In the future, Jonathan hopes to dive into a new pool of drama in the form of high school performances. Although he didn’t take part in the fall play, he is anxiously awaiting the next.

“I think that it would be super enjoyable,” Jonathan said, “especially in high school.”

Nerves are natural for any performer, including Jonathan. Fortunately, Jonathan has found a way to work around them. Whether it be an audition or a live performance, Jonathan manages to keep his cool.

“When you think about it, the pressure’s really on,” Jonathan said, “but when you get into the feel of it, once you start acting, [you] feel better. [You] don’t have to look at the whole crowd. If you enjoy acting, it feels right.”

With the COVID-19 pandemic and all the restrictions in place, Jonathan’s eighth-grade theatrical experience was cut short. Unsurprisingly, Jonathan was let down as he had once again received a lead role.

On the other hand, part of Jonathan was a bit relieved.

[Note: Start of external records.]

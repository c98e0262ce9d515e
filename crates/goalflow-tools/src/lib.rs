pub mod expr;
pub mod handlers;
pub mod lookup;
pub mod registry;
pub mod writer;

pub use handlers::{CalcHandler, SearchHandler, Sql2DbtHandler};
pub use lookup::{DuckDuckGoLookup, FallbackLookup, TavilyLookup};
pub use registry::HandlerRegistry;
pub use writer::FsModelWriter;
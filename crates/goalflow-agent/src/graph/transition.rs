use crate::state::RunState;

/// Where a transition leads.
#[derive(Debug, Clone, PartialEq, Eq)]
pub enum Target {
    Step(String),
    /// Terminal: the run is over.
    Done,
}

impl Target {
    pub fn step(name: impl Into<String>) -> Self {
        Target::Step(name.into())
    }
}

type Predicate = Box<dyn Fn(&RunState) -> bool + Send + Sync>;

/// Outgoing rule of a step. Decisions are pure functions of the state.
pub enum Transition {
    /// Always go to the same place.
    Always(Target),
    /// Two-way branch on a predicate.
    Branch {
        predicate: Predicate,
        if_true: Target,
        if_false: Target,
    },
}

impl Transition {
    pub fn always(to: impl Into<String>) -> Self {
        Transition::Always(Target::step(to))
    }

    /// Branch on `predicate`.
    pub fn when<F>(predicate: F, if_true: Target, if_false: Target) -> Self
    where
        F: Fn(&RunState) -> bool + Send + Sync + 'static,
    {
        Transition::Branch {
            predicate: Box::new(predicate),
            if_true,
            if_false,
        }
    }

    /// Pick the next target for `state`.
    pub fn next(&self, state: &RunState) -> &Target {
        match self {
            Transition::Always(target) => target,
            Transition::Branch {
                predicate,
                if_true,
                if_false,
            } => {
                if predicate(state) {
                    if_true
                } else {
                    if_false
                }
            }
        }
    }

    /// Every target this transition can produce.
    pub fn targets(&self) -> Vec<&Target> {
        match self {
            Transition::Always(target) => vec![target],
            Transition::Branch {
                if_true, if_false, ..
            } => vec![if_true, if_false],
        }
    }
}

impl std::fmt::Debug for Transition {
    fn fmt(&self, f: &mut std::fmt::Formatter<'_>) -> std::fmt::Result {
        match self {
            Transition::Always(target) => f.debug_tuple("Always").field(target).finish(),
            Transition::Branch {
                if_true, if_false, ..
            } => f
                .debug_struct("Branch")
                .field("if_true", if_true)
                .field("if_false", if_false)
                .finish_non_exhaustive(),
        }
    }
}
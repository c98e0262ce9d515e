pub mod chat;
pub mod retry;

use std::sync::Arc;

use goalflow_core::config::ModelConfig;
use goalflow_core::traits::Generator;

pub use chat::ChatCompletionsClient;
pub use retry::RetryingGenerator;

/// Create a generator from config, or `None` when no API key is configured.
///
/// Groq, OpenAI, Ollama and other OpenAI-compatible endpoints share one client.
pub fn create_generator(config: &ModelConfig) -> Option<Arc<dyn Generator>> {
    if !config.is_configured() {
        return None;
    }
    let client = ChatCompletionsClient::new(config.clone());
    match &config.retry {
        Some(retry) => Some(Arc::new(RetryingGenerator::new(
            Box::new(client),
            retry.clone(),
        ))),
        None => Some(Arc::new(client)),
    }
}
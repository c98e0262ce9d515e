use std::time::Duration;

use futures::future::BoxFuture;
use tracing::warn;

use goalflow_core::config::RetryConfig;
use goalflow_core::error::Result;
use goalflow_core::traits::Generator;

/// A generator that retries transient failures with exponential backoff.
pub struct RetryingGenerator {
    inner: Box<dyn Generator>,
    retry_config: RetryConfig,
}

impl RetryingGenerator {
    pub fn new(inner: Box<dyn Generator>, retry_config: RetryConfig) -> Self {
        Self {
            inner,
            retry_config,
        }
    }
}

fn calculate_backoff(attempt: u32, config: &RetryConfig) -> Duration {
    let ms = config
        .initial_backoff_ms
        .saturating_mul(2u64.saturating_pow(attempt))
        .min(config.max_backoff_ms);
    // Add jitter: 0.8x to 1.2x
    let jitter = 0.8 + rand::random::<f64>() * 0.4;
    Duration::from_millis((ms as f64 * jitter) as u64)
}

impl Generator for RetryingGenerator {
    fn generate<'a>(
        &'a self,
        system_prompt: &'a str,
        user_prompt: &'a str,
        temperature: f32,
    ) -> BoxFuture<'a, Result<String>> {
        Box::pin(async move {
            let max_retries = self.retry_config.max_retries;
            let mut attempt = 0;
            loop {
                match self
                    .inner
                    .generate(system_prompt, user_prompt, temperature)
                    .await
                {
                    Ok(text) => return Ok(text),
                    Err(e) if e.is_transient() && attempt < max_retries => {
                        let backoff = calculate_backoff(attempt, &self.retry_config);
                        warn!(
                            attempt = attempt + 1,
                            max_retries,
                            backoff_ms = backoff.as_millis() as u64,
                            error = %e,
                            "Retrying generator request"
                        );
                        tokio::time::sleep(backoff).await;
                        attempt += 1;
                    }
                    Err(e) => return Err(e),
                }
            }
        })
    }
}
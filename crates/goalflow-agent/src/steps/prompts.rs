//! Prompt text sent to the generator.

pub const MATH_PARSER_SYSTEM: &str = "You are a math parser. Return only the arithmetic expression.";

pub const DBT_SYSTEM: &str = "You are a dbt expert. Respond with a single dbt model: SQL only, \
no prose, no markdown.";

pub const EXPLAIN_SYSTEM: &str = "You explain arithmetic results to a general audience in one or \
two short sentences.";

pub fn extract_expression(goal: &str) -> String {
    format!("Extract the arithmetic expression from: {}", goal)
}

pub fn refine_sql(sql: &str) -> String {
    format!(
        "Convert this SQL into ONE best dbt model only. Include a config() block and keep \
         the column list intact. Do not provide multiple options or explanations. SQL:\n{}",
        sql
    )
}

pub fn explain_result(expression: &str, value: f64) -> String {
    format!(
        "The expression {} evaluates to {}. Explain how that result is reached.",
        expression, value
    )
}
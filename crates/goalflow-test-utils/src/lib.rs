//! Scripted stand-ins for the external collaborators.
//!
//! Each mock records what it was asked so tests can assert on call order.

use std::collections::VecDeque;
use std::path::PathBuf;
use std::sync::Mutex;

use futures::future::BoxFuture;

use goalflow_core::error::{GoalflowError, Result};
use goalflow_core::traits::{Generator, LookupBackend, ModelWriter};
use goalflow_core::types::SearchHit;

/// One scripted generator reply.
#[derive(Debug, Clone)]
pub enum Reply {
    Text(String),
    Empty,
    NetworkError(String),
    RemoteError(u16),
}

impl Reply {
    pub fn text(s: impl Into<String>) -> Self {
        Reply::Text(s.into())
    }

    fn into_result(self) -> Result<String> {
        match self {
            Reply::Text(t) => Ok(t),
            Reply::Empty => Err(GoalflowError::EmptyResponse),
            Reply::NetworkError(m) => Err(GoalflowError::Network(m)),
            Reply::RemoteError(status) => Err(GoalflowError::Remote {
                status,
                body: "scripted failure".into(),
            }),
        }
    }
}

/// A recorded generator call.
#[derive(Debug, Clone)]
pub struct GeneratorCall {
    pub system_prompt: String,
    pub user_prompt: String,
    pub temperature: f32,
}

/// Generator that plays back replies in order, then repeats the last one.
pub struct ScriptedGenerator {
    replies: Mutex<VecDeque<Reply>>,
    last: Mutex<Reply>,
    calls: Mutex<Vec<GeneratorCall>>,
}

impl ScriptedGenerator {
    pub fn sequence(replies: Vec<Reply>) -> Self {
        let last = replies.last().cloned().unwrap_or(Reply::Empty);
        Self {
            replies: Mutex::new(replies.into()),
            last: Mutex::new(last),
            calls: Mutex::new(Vec::new()),
        }
    }

    pub fn always(text: impl Into<String>) -> Self {
        Self::sequence(vec![Reply::text(text)])
    }

    pub fn failing(message: impl Into<String>) -> Self {
        Self::sequence(vec![Reply::NetworkError(message.into())])
    }

    pub fn calls(&self) -> Vec<GeneratorCall> {
        self.calls.lock().unwrap().clone()
    }
}

impl Generator for ScriptedGenerator {
    fn generate<'a>(
        &'a self,
        system_prompt: &'a str,
        user_prompt: &'a str,
        temperature: f32,
    ) -> BoxFuture<'a, Result<String>> {
        Box::pin(async move {
            self.calls.lock().unwrap().push(GeneratorCall {
                system_prompt: system_prompt.to_string(),
                user_prompt: user_prompt.to_string(),
                temperature,
            });
            let reply = match self.replies.lock().unwrap().pop_front() {
                Some(r) => r,
                None => self.last.lock().unwrap().clone(),
            };
            reply.into_result()
        })
    }
}

/// One scripted lookup outcome.
#[derive(Debug, Clone)]
pub enum LookupReply {
    Hits(Vec<SearchHit>),
    Fail(String),
}

/// Lookup backend that plays back outcomes in order, then repeats the last one.
pub struct ScriptedLookup {
    replies: Mutex<VecDeque<LookupReply>>,
    last: LookupReply,
    queries: Mutex<Vec<String>>,
}

impl ScriptedLookup {
    pub fn sequence(replies: Vec<LookupReply>) -> Self {
        let last = replies
            .last()
            .cloned()
            .unwrap_or(LookupReply::Hits(vec![]));
        Self {
            replies: Mutex::new(replies.into()),
            last,
            queries: Mutex::new(Vec::new()),
        }
    }

    pub fn always(hits: Vec<SearchHit>) -> Self {
        Self::sequence(vec![LookupReply::Hits(hits)])
    }

    pub fn failing(message: impl Into<String>) -> Self {
        Self::sequence(vec![LookupReply::Fail(message.into())])
    }

    /// Queries received so far, in order.
    pub fn queries(&self) -> Vec<String> {
        self.queries.lock().unwrap().clone()
    }
}

impl LookupBackend for ScriptedLookup {
    fn name(&self) -> &str {
        "scripted"
    }

    fn lookup<'a>(
        &'a self,
        query: &'a str,
        max_results: usize,
    ) -> BoxFuture<'a, Result<Vec<SearchHit>>> {
        Box::pin(async move {
            self.queries.lock().unwrap().push(query.to_string());
            let reply = self
                .replies
                .lock()
                .unwrap()
                .pop_front()
                .unwrap_or_else(|| self.last.clone());
            match reply {
                LookupReply::Hits(mut hits) => {
                    hits.truncate(max_results);
                    Ok(hits)
                }
                LookupReply::Fail(message) => Err(GoalflowError::Backend {
                    backend: "scripted".into(),
                    message,
                }),
            }
        })
    }
}

/// Model writer that keeps files in memory under a virtual directory.
pub struct RecordingWriter {
    fail_with: Option<String>,
    written: Mutex<Vec<(String, String)>>,
}

impl RecordingWriter {
    pub fn new() -> Self {
        Self {
            fail_with: None,
            written: Mutex::new(Vec::new()),
        }
    }

    pub fn failing(message: impl Into<String>) -> Self {
        Self {
            fail_with: Some(message.into()),
            written: Mutex::new(Vec::new()),
        }
    }

    /// `(file name, content)` pairs persisted so far.
    pub fn written(&self) -> Vec<(String, String)> {
        self.written.lock().unwrap().clone()
    }
}

impl Default for RecordingWriter {
    fn default() -> Self {
        Self::new()
    }
}

impl ModelWriter for RecordingWriter {
    fn persist<'a>(
        &'a self,
        content: &'a str,
        suggested_name: &'a str,
    ) -> BoxFuture<'a, Result<PathBuf>> {
        Box::pin(async move {
            if let Some(message) = &self.fail_with {
                return Err(GoalflowError::Io(std::io::Error::new(
                    std::io::ErrorKind::PermissionDenied,
                    message.clone(),
                )));
            }
            self.written
                .lock()
                .unwrap()
                .push((suggested_name.to_string(), content.to_string()));
            Ok(PathBuf::from("/virtual/models").join(suggested_name))
        })
    }
}

/// A handful of plausible hits.
pub fn sample_hits(n: usize) -> Vec<SearchHit> {
    (1..=n)
        .map(|i| {
            SearchHit::new(
                format!("Result {}", i),
                format!("https://example.com/{}", i),
                format!("Snippet number {}", i),
            )
        })
        .collect()
}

The planning for last year’s play had been hectic as many people who were less passionate about the performance kept neglecting to show up for practice.

“It was very fun to do it again with meeting new people,” Jonathan said, “but once we started changing everything around, it just didn’t seem [as fun].”

The satisfaction at the end of a play is more than enough of a reward for Jonathan for all of his hard work, time, and effort.

Theatre comes with its quirks, such as technical difficulties, script rearrangements, and blocking changes, but that doesn’t stop Jonathan from pursuing it; it’s what he loves to do.

The satisfaction at the end of a play is more than enough of a reward for Jonathan for all of his hard work, time, and effort.

“‘I got it done!’” Jonathan said, speaking on his inner thoughts after a performance. “‘I didn’t break down!’”

Despite being an avid performer and lead character, Jonathan enjoys the art of theatre more than the attention it brings him. Through all the pressure to be perfect, Jonathan still manages to have a great time without getting too stressed out.

“You can express yourself, and it’s all for fun,” Jonathan said. “[Theatre] is really nice.”